// Path: crates/types/src/error/mod.rs
//! Core error types for the observer.

use thiserror::Error;

/// A trait for assigning a stable, machine-readable string code to an error.
pub trait ErrorCode {
    /// Returns the unique, stable string identifier for this error variant.
    fn code(&self) -> &'static str;
}

/// The observer's error taxonomy.
///
/// Setup-phase variants (`UpstreamUnavailable`, `InvalidInput`, `Config`) are
/// fatal to the current report cycle. `ProbeFailed` never escapes the gateway
/// assessor; it is folded into a failing assessment. `SinkFailed` and
/// `MaxRetriesExceeded` are fatal to a single publish sink only.
#[derive(Debug, Error)]
pub enum ObserverError {
    /// A chain, ledger or list collaborator could not be reached or returned
    /// an unusable response.
    #[error("Upstream unavailable: {0}")]
    UpstreamUnavailable(String),
    /// A single name or ownership probe against one host failed.
    #[error("Probe failed: {0}")]
    ProbeFailed(String),
    /// One publish sink failed to save the report.
    #[error("Sink '{sink}' failed: {reason}")]
    SinkFailed {
        /// The name of the sink that failed.
        sink: String,
        /// A description of the failure.
        reason: String,
    },
    /// A bounded retry loop gave up.
    #[error("Max retries exceeded after {attempts} attempts: {last_error}")]
    MaxRetriesExceeded {
        /// The number of attempts made.
        attempts: u32,
        /// The error from the final attempt.
        last_error: String,
    },
    /// A caller supplied an argument the operation cannot work with.
    #[error("Invalid input: {0}")]
    InvalidInput(String),
    /// Reading or writing local persistent state failed.
    #[error("Storage error: {0}")]
    Storage(String),
    /// Encoding or decoding a report or response failed.
    #[error("Serialization error: {0}")]
    Serialization(String),
    /// The node configuration is unusable.
    #[error("Configuration error: {0}")]
    Config(String),
}

impl ErrorCode for ObserverError {
    fn code(&self) -> &'static str {
        match self {
            Self::UpstreamUnavailable(_) => "OBSERVER_UPSTREAM_UNAVAILABLE",
            Self::ProbeFailed(_) => "OBSERVER_PROBE_FAILED",
            Self::SinkFailed { .. } => "OBSERVER_SINK_FAILED",
            Self::MaxRetriesExceeded { .. } => "OBSERVER_MAX_RETRIES_EXCEEDED",
            Self::InvalidInput(_) => "OBSERVER_INVALID_INPUT",
            Self::Storage(_) => "OBSERVER_STORAGE_ERROR",
            Self::Serialization(_) => "OBSERVER_SERIALIZATION_ERROR",
            Self::Config(_) => "OBSERVER_CONFIG_ERROR",
        }
    }
}

impl From<std::io::Error> for ObserverError {
    fn from(e: std::io::Error) -> Self {
        ObserverError::Storage(e.to_string())
    }
}

impl From<serde_json::Error> for ObserverError {
    fn from(e: serde_json::Error) -> Self {
        ObserverError::Serialization(e.to_string())
    }
}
__________
Every line above must appear again in your reply, exactly as written.

## COMPLETED TASK
// Path: crates/types/src/error/mod.rs
//! Core error types for the observer.

use thiserror::Error;

/// A trait for assigning a stable, machine-readable string code to an error.
pub trait ErrorCode {
    /// Returns the unique, stable string identifier for this error variant.
    fn code(&self) -> &'static str;
}

/// The observer's error taxonomy.
///
/// Setup-phase variants (`UpstreamUnavailable`, `InvalidInput`, `Config`) are
/// fatal to the current report cycle. `ProbeFailed` never escapes the gateway
/// assessor; it is folded into a failing assessment. `SinkFailed` and
/// `MaxRetriesExceeded` are fatal to a single publish sink only.
#[derive(Debug, Error)]
pub enum ObserverError {
    /// A chain, ledger or list collaborator could not be reached or returned
    /// an unusable response.
    #[error("Upstream unavailable: {0}")]
    UpstreamUnavailable(String),
    /// A single name or ownership probe against one host failed.
    #[error("Probe failed: {0}")]
    ProbeFailed(String),
    /// One publish sink failed to save the report.
    #[error("Sink '{sink}' failed: {reason}")]
    SinkFailed {
        /// The name of the sink that failed.
        sink: String,
        /// A description of the failure.
        reason: String,
    },
    /// A bounded retry loop gave up.
    #[error("Max retries exceeded after {attempts} attempts: {last_error}")]
    MaxRetriesExceeded {
        /// The number of attempts made.
        attempts: u32,
        /// The error from the final attempt.
        last_error: String,
    },
    /// A caller supplied an argument the operation cannot work with.
    #[error("Invalid input: {0}")]
    InvalidInput(String),
    /// Reading or writing local persistent state failed.
    #[error("Storage error: {0}")]
    Storage(String),
    /// Encoding or decoding a report or response failed.
    #[error("Serialization error: {0}")]
    Serialization(String),
    /// The node configuration is unusable.
    #[error("Configuration error: {0}")]
    Config(String),
}

impl ErrorCode for ObserverError {
    fn code(&self) -> &'static str {
        match self {
            Self::UpstreamUnavailable(_) => "OBSERVER_UPSTREAM_UNAVAILABLE",
            Self::ProbeFailed(_) => "OBSERVER_PROBE_FAILED",
            Self::SinkFailed { .. } => "OBSERVER_SINK_FAILED",
            Self::MaxRetriesExceeded { .. } => "OBSERVER_MAX_RETRIES_EXCEEDED",
            Self::InvalidInput(_) => "OBSERVER_INVALID_INPUT",
            Self::Storage(_) => "OBSERVER_STORAGE_ERROR",
            Self::Serialization(_) => "OBSERVER_SERIALIZATION_ERROR",
            Self::Config(_) => "OBSERVER_CONFIG_ERROR",
        }
    }
}

impl From<std::io::Error> for ObserverError {
    fn from(e: std::io::Error) -> Self {
        ObserverError::Storage(e.to_string())
    }
}

impl From<serde_json::Error> for ObserverError {
    fn from(e: serde_json::Error) -> Self {
        ObserverError::Serialization(e.to_string())
    }
}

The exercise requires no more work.